One of the biggest problems we have when using machine learning in practice is distribution shift.

A distribution shift occurs when the distribution of the data the model sees in production starts to look different than the data used to train it.

A simple example that broke a lot of models was COVID. The quarantine simply changed how people behaved and the historical data became less representative.

Another good example is credit card fraud. The behavior of criminals evolves over time, and so the data that we use to train our models needs to be constantly updated or else we will start to see a lot of false positives.

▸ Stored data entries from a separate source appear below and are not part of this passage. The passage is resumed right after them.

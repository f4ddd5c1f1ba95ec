//! Egg production summary.

use std::collections::BTreeMap;

use chrono::NaiveDate;
use serde::Serialize;

use farm_core::egg::EggProductionRecord;
use farm_core::filter::DateRange;
use farm_storage::DocumentAccess;
use farm_storage::error::Result;

use crate::{load, round2};

/// Totals for one calendar day, summed over houses and batches.
#[derive(Debug, Clone, PartialEq, Serialize)]
#[serde(rename_all = "camelCase")]
pub struct DailyEggs {
    pub date: NaiveDate,
    pub total_eggs: u64,
    pub broken_eggs: u64,
    pub good_eggs: u64,
}

#[derive(Debug, Clone, PartialEq, Default, Serialize)]
#[serde(rename_all = "camelCase")]
pub struct EggSummary {
    pub records: usize,
    pub total_eggs: u64,
    pub broken_eggs: u64,
    pub good_eggs: u64,
    pub grade_a: u64,
    pub grade_b: u64,
    pub grade_c: u64,
    /// Broken over total, 0 when nothing was collected.
    pub damage_rate: f64,
    /// Total eggs over the number of distinct days with records.
    pub average_per_day: f64,
    pub best_day: Option<DailyEggs>,
    pub daily: Vec<DailyEggs>,
}

pub fn summarize_eggs(records: &[EggProductionRecord]) -> EggSummary {
    let mut summary = EggSummary {
        records: records.len(),
        ..EggSummary::default()
    };
    let mut days: BTreeMap<NaiveDate, DailyEggs> = BTreeMap::new();

    for r in records {
        summary.total_eggs += u64::from(r.total_eggs);
        summary.broken_eggs += u64::from(r.broken_eggs);
        summary.good_eggs += u64::from(r.good_eggs());
        summary.grade_a += u64::from(r.grade_a);
        summary.grade_b += u64::from(r.grade_b);
        summary.grade_c += u64::from(r.grade_c);

        let day = days.entry(r.date).or_insert_with(|| DailyEggs {
            date: r.date,
            total_eggs: 0,
            broken_eggs: 0,
            good_eggs: 0,
        });
        day.total_eggs += u64::from(r.total_eggs);
        day.broken_eggs += u64::from(r.broken_eggs);
        day.good_eggs += u64::from(r.good_eggs());
    }

    if summary.total_eggs > 0 {
        let rate = summary.broken_eggs as f64 / summary.total_eggs as f64;
        summary.damage_rate = (rate * 10_000.0).round() / 10_000.0;
    }
    if !days.is_empty() {
        summary.average_per_day = round2(summary.total_eggs as f64 / days.len() as f64);
    }

    summary.daily = days.into_values().collect();
    // Earliest day wins a tie.
    summary.best_day = summary
        .daily
        .iter()
        .rev()
        .max_by_key(|d| d.total_eggs)
        .cloned();
    summary
}

pub fn egg_summary<A>(access: &A, range: DateRange) -> Result<EggSummary>
where
    A: DocumentAccess + ?Sized,
{
    let records: Vec<EggProductionRecord> = load(access, range)?;
    Ok(summarize_eggs(&records))
}

#[cfg(test)]
mod tests {
    use super::*;
    use pretty_assertions::assert_eq;

    fn rec(day: u32, total: u32, broken: u32) -> EggProductionRecord {
        EggProductionRecord::new(NaiveDate::from_ymd_opt(2024, 4, day).unwrap(), total, broken)
    }

    #[test]
    fn empty_input() {
        let s = summarize_eggs(&[]);
        assert_eq!(s.records, 0);
        assert_eq!(s.damage_rate, 0.0);
        assert_eq!(s.average_per_day, 0.0);
        assert!(s.best_day.is_none());
        assert!(s.daily.is_empty());
    }

    #[test]
    fn totals_and_daily_series() {
        let mut a = rec(2, 100, 4);
        a.grade_a = 60;
        a.grade_b = 30;
        let b = rec(2, 50, 1);
        let c = rec(1, 120, 0);

        let s = summarize_eggs(&[a, b, c]);
        assert_eq!(s.records, 3);
        assert_eq!(s.total_eggs, 270);
        assert_eq!(s.broken_eggs, 5);
        assert_eq!(s.good_eggs, 265);
        assert_eq!(s.grade_a, 60);
        assert_eq!(s.average_per_day, 135.0);
        assert_eq!(s.damage_rate, 0.0185);

        let dates: Vec<u64> = s.daily.iter().map(|d| d.total_eggs).collect();
        assert_eq!(dates, vec![120, 150]);
        assert_eq!(s.best_day.unwrap().total_eggs, 150);
    }

    #[test]
    fn best_day_tie_goes_to_earliest() {
        let s = summarize_eggs(&[rec(5, 80, 0), rec(3, 80, 0)]);
        assert_eq!(
            s.best_day.unwrap().date,
            NaiveDate::from_ymd_opt(2024, 4, 3).unwrap()
        );
    }
}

This is often hard to detect and can cause models to perform much worse in production than they did during offline testing.

Looking at Criteo’s blog I found they were sponsoring a competition that dealt with a similar problem: out-of-domain generalization.

The idea is close to the shift situation. We are given data from a different distribution (e.g. different country) at test time and need to predict it even though we didn’t have access to the distribution at training time.

How Does Distribution Shift Happen In Practice?

In practice, shift usually doesn’t happen suddenly.

COVID was an example of abrupt changes, but even in very adversarial environments like crypto trading, the patterns change every few days to months.

I have seen models deployed for years that kept working. Their performance clearly suffered, but they didn’t become useless.

So what we see in practice is not a completely different distribution, but a mix of the old and the new.

How Is Distribution Shift Solved In Practice?

The most used remedy for ever-changing distributions is monitoring and retraining. You need to keep track of the performance of your models and retrain them as soon as you see a significant drop in performance.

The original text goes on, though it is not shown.